Et puis, résignée : « Si c’est le comble de ce que je peux manquer ! »
Une fois remise de ma maladie, je me suis précipitée à une exposition d’expressionnistes
allemands à New York, j’ai monté et descendu la curieuse rampe en colimaçon de
Frank Lloyd Wright, pour célébrer la chance d’avoir survécu une fois de plus. La
nostalgie du musée, de ce musée, c’était la nostalgie de ce bouillon chaud dans
lequel baigne notre civilisation, et même la culture tant décriée. À l’opposé, les
monuments des camps ont une auréole de mort, ce sont des anti-musées qui ne parlent
que de désintégration : le lieu, extraordinairement concret, l’événement
accessible uniquement à l’imagination. Et qui sait ce qu’elle en fait. Elle n’a
jamais été très fiable, notre imagination, qui se laisse si facilement aller à
des fantasmes de perversion et de violence.

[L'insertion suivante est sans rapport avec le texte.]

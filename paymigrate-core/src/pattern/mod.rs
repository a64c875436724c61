//! Pattern library for SourcePay usage detection
//!
//! Holds every regular-expression family the detector runs: endpoint
//! categories, SSL field names (one exact core pattern plus ranked lenient
//! variations), per-language HTTP-client idioms, configuration and secret
//! references, and migration-intent comments.
//!
//! Every endpoint pattern requires a SourcePay marker (the `sourcepay` name,
//! an `ssl_` parameter or a SourcePay-only path), so unrelated code never
//! produces an endpoint.

use crate::models::{ConfigRefKind, EndpointType, Language};
use regex::Regex;
use std::collections::HashMap;

/// Bytes around an HTTP idiom searched for a SourcePay marker
pub const PROXIMITY_WINDOW: usize = 200;

/// A named, compiled pattern
#[derive(Debug, Clone)]
pub struct PatternRule {
    pub name: String,
    pub regex_pattern: String,
    pub compiled_regex: Regex,
}

impl PatternRule {
    fn new(name: &str, pattern: &str) -> crate::Result<Self> {
        Ok(Self {
            name: name.to_string(),
            regex_pattern: pattern.to_string(),
            compiled_regex: Regex::new(pattern)
                .map_err(|e| crate::Error::Pattern(format!("Invalid regex for {name}: {e}")))?,
        })
    }
}

/// All patterns identifying one endpoint category
#[derive(Debug, Clone)]
pub struct EndpointRule {
    pub endpoint_type: EndpointType,
    pub patterns: Vec<PatternRule>,
}

/// A lenient field-name pattern; lower rank means more trusted
#[derive(Debug, Clone)]
pub struct FieldVariation {
    pub rank: usize,
    pub rule: PatternRule,
}

impl FieldVariation {
    /// 0.8 for the first variation, 0.1 less for each following one
    pub fn confidence(&self) -> f64 {
        (0.8 - 0.1 * self.rank as f64).max(0.1)
    }
}

/// A configuration-reference pattern; capture group 1 is the key
#[derive(Debug, Clone)]
pub struct ConfigRule {
    pub kind: ConfigRefKind,
    pub rule: PatternRule,
}

/// Immutable set of compiled detection patterns
#[derive(Debug, Clone)]
pub struct PatternLibrary {
    endpoint_rules: Vec<EndpointRule>,
    field_core: PatternRule,
    field_variations: Vec<FieldVariation>,
    http_idioms: HashMap<Language, Vec<PatternRule>>,
    config_rules: Vec<ConfigRule>,
    comment_line: Regex,
    comment_intent: Regex,
    source_domain: Regex,
    source_marker: Regex,
    tls_setting: Regex,
}

lazy_static::lazy_static! {
    static ref SHARED_LIBRARY: PatternLibrary =
        PatternLibrary::new().expect("built-in detection patterns must compile");
}

impl PatternLibrary {
    /// Compile the built-in pattern families
    pub fn new() -> crate::Result<Self> {
        Ok(Self {
            endpoint_rules: Self::load_endpoint_rules()?,
            field_core: PatternRule::new("ssl_field", r"\bssl_[a-z0-9_]*[a-z0-9]")?,
            field_variations: Self::load_field_variations()?,
            http_idioms: Self::load_http_idioms()?,
            config_rules: Self::load_config_rules()?,
            comment_line: compile(
                r"(?m)(?:^[ \t]*(?:\*|--)|(?:^|[ \t])(?://+|#+|/\*+))[ \t]*(.+?)[ \t]*(?:\*/)?$",
            )?,
            comment_intent: compile(r"(?i)\bmigrat\w*|sourcepay|\blegacy\s+payment|\bssl_\w+")?,
            source_domain: compile(r"(?i)\bsourcepay\.com\b")?,
            source_marker: compile(r"(?i)sourcepay|\bssl_[a-z0-9_]+|hosted-payments|processxml\.do")?,
            tls_setting: compile(
                r"(?i)^ssl_(?:context|version|min_version|max_version|verify\w*|cert\w*|key\w*|ca(?:_\w+|certs?|file|path|bundle)?|crl\w*|protocols?|options?|opts|ciphers?|mode|enabled?|required?|check_hostname|match_hostname|wrap_socket|socket|session\w*|handshake\w*|timeout|insecure|dir)$",
            )?,
        })
    }

    /// Process-wide instance compiled on first use
    pub fn shared() -> &'static PatternLibrary {
        &SHARED_LIBRARY
    }

    pub fn endpoint_rules(&self) -> &[EndpointRule] {
        &self.endpoint_rules
    }

    pub fn field_core(&self) -> &Regex {
        &self.field_core.compiled_regex
    }

    /// Variations in rank order
    pub fn field_variations(&self) -> &[FieldVariation] {
        &self.field_variations
    }

    /// HTTP-client idioms for a language; empty for unknown languages
    pub fn http_idioms(&self, language: Language) -> &[PatternRule] {
        self.http_idioms.get(&language).map(Vec::as_slice).unwrap_or(&[])
    }

    pub fn config_rules(&self) -> &[ConfigRule] {
        &self.config_rules
    }

    pub fn comment_line(&self) -> &Regex {
        &self.comment_line
    }

    pub fn comment_intent(&self) -> &Regex {
        &self.comment_intent
    }

    pub fn source_domain(&self) -> &Regex {
        &self.source_domain
    }

    pub fn source_marker(&self) -> &Regex {
        &self.source_marker
    }

    /// Whether an `ssl_`-prefixed name is a TLS client setting (Python's
    /// `ssl_context=`, PHP's `ssl_verify_peer`, ...) rather than a SourcePay field
    pub fn is_tls_setting(&self, name: &str) -> bool {
        self.tls_setting.is_match(name)
    }

    /// Total number of compiled patterns
    pub fn pattern_count(&self) -> usize {
        self.endpoint_rules.iter().map(|r| r.patterns.len()).sum::<usize>()
            + 1
            + self.field_variations.len()
            + self.http_idioms.values().map(Vec::len).sum::<usize>()
            + self.config_rules.len()
            + 5
    }

    fn load_endpoint_rules() -> crate::Result<Vec<EndpointRule>> {
        let table: [(EndpointType, &[(&str, &str)]); 5] = [
            (
                EndpointType::HostedPayments,
                &[
                    ("hosted_token_path", r"(?i)hosted-payments/transaction_token"),
                    ("hosted_payments_url", r"(?i)sourcepay[\w.\-]*/hosted-payments"),
                    ("hosted_payment_page", r"(?i)\bsourcepay[_.]?hpp\b"),
                ],
            ),
            (
                EndpointType::Checkout,
                &[
                    ("checkout_script", r"(?i)sourcepay[\w.\-/]*/checkout(?:\.js)?\b"),
                    ("checkout_object", r"(?i)\bsourcepay[_.]?checkout\b"),
                ],
            ),
            (
                EndpointType::ProcessTransaction,
                &[
                    ("process_xml", r"(?i)\bprocessxml\.do\b"),
                    ("process_transaction_url", r"(?i)sourcepay[\w.\-/]*/process-transaction\b"),
                    ("transaction_type_field", r"(?i)\bssl_transaction_type\b"),
                ],
            ),
            (
                EndpointType::BatchProcessing,
                &[
                    ("batch_url", r"(?i)sourcepay[\w.\-/]*/batch(?:es|-processing)?\b"),
                    ("process_batch", r"(?i)\bprocessbatch\.do\b"),
                    ("batch_field", r"(?i)\bssl_batch\w*"),
                ],
            ),
            (
                EndpointType::DeviceManagement,
                &[
                    ("device_url", r"(?i)sourcepay[\w.\-/]*/(?:devices?|terminals?)\b"),
                    ("device_field", r"(?i)\bssl_(?:device|terminal)\w*"),
                ],
            ),
        ];

        table
            .iter()
            .map(|(endpoint_type, patterns)| {
                Ok(EndpointRule {
                    endpoint_type: *endpoint_type,
                    patterns: patterns
                        .iter()
                        .map(|(name, pattern)| PatternRule::new(name, pattern))
                        .collect::<crate::Result<Vec<_>>>()?,
                })
            })
            .collect()
    }

    fn load_field_variations() -> crate::Result<Vec<FieldVariation>> {
        let variations = [
            ("upper_case", r"\b(SSL_[A-Z0-9_]*[A-Z0-9])\b"),
            ("camel_case", r"\b(ssl[A-Z][A-Za-z0-9]*)\b"),
            ("kebab_case", r"(?i)\b(ssl-[a-z0-9]+(?:-[a-z0-9]+)*)\b"),
        ];

        variations
            .iter()
            .enumerate()
            .map(|(rank, (name, pattern))| {
                Ok(FieldVariation {
                    rank,
                    rule: PatternRule::new(name, pattern)?,
                })
            })
            .collect()
    }

    fn load_http_idioms() -> crate::Result<HashMap<Language, Vec<PatternRule>>> {
        let script: &[(&str, &str)] = &[
            ("fetch", r"\bfetch\s*\("),
            ("axios", r"\baxios(?:\.(?:get|post|put|patch|request))?\s*\("),
            ("jquery_ajax", r"\$\.(?:ajax|post|get)\s*\("),
            ("xml_http_request", r"\bnew\s+XMLHttpRequest\b"),
        ];
        let typescript_only: &[(&str, &str)] = &[
            ("angular_http_client", r"\bthis\.http\.(?:get|post|put|request)\s*[<(]"),
        ];
        let table: [(Language, Vec<(&str, &str)>); 8] = [
            (Language::JavaScript, script.to_vec()),
            (Language::TypeScript, [script, typescript_only].concat()),
            (
                Language::Python,
                vec![
                    ("requests", r"\brequests\.(?:get|post|put|patch|request)\s*\("),
                    ("httpx", r"\bhttpx\.(?:get|post|put|AsyncClient|Client)\b"),
                    ("urlopen", r"\burlopen\s*\("),
                    ("aiohttp", r"\baiohttp\.ClientSession\b"),
                ],
            ),
            (
                Language::Php,
                vec![
                    ("curl", r"\bcurl_(?:init|setopt|exec)\s*\("),
                    ("file_get_contents", r"\bfile_get_contents\s*\("),
                    ("guzzle", r"->(?:post|request|get)\s*\(\s*['\x22]"),
                ],
            ),
            (
                Language::Java,
                vec![
                    ("http_url_connection", r"\bHttpURLConnection\b"),
                    ("java_http_client", r"\bHttpClient\.new(?:HttpClient|Builder)\s*\("),
                    ("rest_template", r"\.(?:postForObject|postForEntity|exchange)\s*\("),
                    ("okhttp", r"\bnew\s+OkHttpClient\b"),
                ],
            ),
            (
                Language::CSharp,
                vec![
                    ("http_client_async", r"\.(?:PostAsync|GetAsync|SendAsync|PostAsJsonAsync)\s*\("),
                    ("web_request", r"\bWebRequest\.Create\s*\("),
                    ("rest_client", r"\bnew\s+RestClient\s*\("),
                ],
            ),
            (
                Language::Ruby,
                vec![
                    ("net_http", r"\bNet::HTTP\b"),
                    ("httparty", r"\bHTTParty\.(?:get|post|put)\b"),
                    ("faraday", r"\bFaraday\.(?:new|post|get)\b"),
                ],
            ),
            (
                Language::Go,
                vec![
                    ("net_http_post", r"\bhttp\.(?:Post|PostForm|Get)\s*\("),
                    ("net_http_request", r"\bhttp\.NewRequest(?:WithContext)?\s*\("),
                ],
            ),
        ];

        table
            .into_iter()
            .map(|(language, idioms)| {
                let rules = idioms
                    .iter()
                    .map(|(name, pattern)| PatternRule::new(name, pattern))
                    .collect::<crate::Result<Vec<_>>>()?;
                Ok((language, rules))
            })
            .collect()
    }

    fn load_config_rules() -> crate::Result<Vec<ConfigRule>> {
        let rules = [
            (ConfigRefKind::EnvironmentVariable, "sourcepay_env", r"\b(SOURCEPAY_[A-Z0-9_]*[A-Z0-9])\b"),
            (
                ConfigRefKind::EnvironmentVariable,
                "ssl_env",
                r#"(?:process\.env\.|getenv\(\s*['"]|environ(?:\.get\(|\[)\s*['"]|ENV\[\s*['"]|Environment\.GetEnvironmentVariable\(\s*")(SSL_[A-Z0-9_]*[A-Z0-9])"#,
            ),
            (ConfigRefKind::ConfigKey, "sourcepay_key", r"(?i)\b(sourcepay(?:\.[a-z_][a-z0-9_]*)+)"),
            (
                ConfigRefKind::Secret,
                "ssl_secret",
                r#"\b(ssl_(?:pin|password|user_id|merchant_id|account_id))['"]?\s*(?:=>|[:=])\s*['"][^'"]+['"]"#,
            ),
        ];

        rules
            .iter()
            .map(|(kind, name, pattern)| {
                Ok(ConfigRule {
                    kind: *kind,
                    rule: PatternRule::new(name, pattern)?,
                })
            })
            .collect()
    }
}

fn compile(pattern: &str) -> crate::Result<Regex> {
    Regex::new(pattern).map_err(|e| crate::Error::Pattern(format!("Invalid regex: {e}")))
}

Le musée Guggenheim n’existait pas du temps où j’étais au College. En revanche, nous allions volontiers à la Galerie Frick, où ne sont
exposées qu’un petit nombre d’œuvres mais d’autant mieux choisies, par exemple
Holbein et Turner. L’après-midi il y régnait une atmosphère d’élégance
tranquille, et au Museum of Modern Art, il y avait encore Guernica de
Picasso – les bombardements vus à travers les hommes, les animaux et les
maisons déformés, la déformation dévoilée par les contours de l’art moderne. Guernica était réfugié à New York – même un tableau peut être un réfugié – et le resta
jusqu’à ce que les Espagnols le ramènent chez eux, il y a quelques années. C’était
notre tableau préféré entre tous.
VII
J’avais mon Bachelor of Arts avant mes dix-neuf ans, avec
deux ou trois ans d’avance sur l’âge normal, et dix ans de formation préalable
qui me faisaient défaut. Mais le Bachelor of Arts, avec pour matière principale
l’anglais, n’avait pas une valeur extraordinaire.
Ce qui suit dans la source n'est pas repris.